The goal of surgical treatment of infantile esotropia is to reduce the deviation to orthotropia or as close to it as possible. In the presence of normal vision, this ideally results in the development of some degree of sensory fusion. Alignment within 8Δ–10Δ of orthotropia frequently results in the development of the monofixation syndrome, characterized by peripheral fusion, central suppression, and favorable appearance (see Chapter 5). This small-angle strabismus generally represents a stable, functional surgical outcome even though bifoveal fusion is not achieved; it is therefore considered a successful surgical result. In addition, the child’s psychological and motor development may improve and accelerate after the eyes are straightened.
Most ophthalmologists in North America agree that surgery should be undertaken early. The belief is that the eyes should be aligned by 2 years of age, preferably earlier, to optimize binocular cooperation. Surgery can be performed in healthy children as early as age 4 months. The Congenital Esotropia Observational Study showed that when patients present with constant esotropia of at least 40Δ after 10 weeks of age, the deviations are unlikely to resolve spontaneously. Smaller angles can be monitored, as they may improve spontaneously. A prospective, multicenter European study (ELISSS) comparing early (age 6–24 months) versus delayed (age 32–60 months) strabismus surgery showed a small improvement in gross binocularity in the early-surgery group; however, a higher number of procedures were performed in the early-surgery group.
Various surgical approaches have been suggested for infantile esotropia. The most commonly performed initial procedure is recession of both medial rectus muscles. Recession of a medial rectus muscle combined with resection of the ipsilateral lateral rectus muscle is also effective. Two-muscle surgery spares the other horizontal rectus muscles for subsequent surgery should it be necessary, which is not uncommon. For infants with large deviations (typically >60Δ), some surgeons operate on 3 or even 4 horizontal rectus muscles at the time of the initial surgery, or they add botulinum toxin injection to the medial rectus muscle recession. Significant inferior oblique muscle overaction can be treated at the time of the initial surgery. Chapter 14 discusses surgical procedures in detail.
Injection of botulinum toxin to the medial rectus muscles has also been used as primary treatment of infantile esotropia. In a recent study, botulinum toxin injection was associated with a substantially higher reoperation rate than was strabismus surgery, and children treated with botulinum toxin were found to have a higher rate of postoperative abnormal binocularity. Botulinum toxin may be most useful for smaller deviations.
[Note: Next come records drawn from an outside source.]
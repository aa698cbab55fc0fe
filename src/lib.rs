pub mod api;
pub mod app;
pub mod config;
pub mod error;
pub mod middleware;
pub mod services;
pub mod state;

pub use middleware::auth::bearer::{GateConfig, Outcome, Rejection, authenticate};
pub use services::auth::{Claims, TokenVerifier, VerifyError};
pub use state::AppState;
Leffler CT, Vaziri K, Schwartz SG, et al. Rates of reoperation and abnormal binocularity following strabismus surgery in children. Am J Ophthalmol. 2016;162:159–166.e9.
Pediatric Eye Disease Investigator Group. The clinical spectrum of early-onset esotropia: experience of the Congenital Esotropia Observational Study. Am J Ophthalmol. 2002; 133(1):102–108.
Simonsz HJ, Kolling GH, Unnebrink K. Final report of the early vs. late infantile strabismus surgery study (ELISSS), a controlled, prospective, multicenter study. Strabismus. 2005; 13(4):169–199.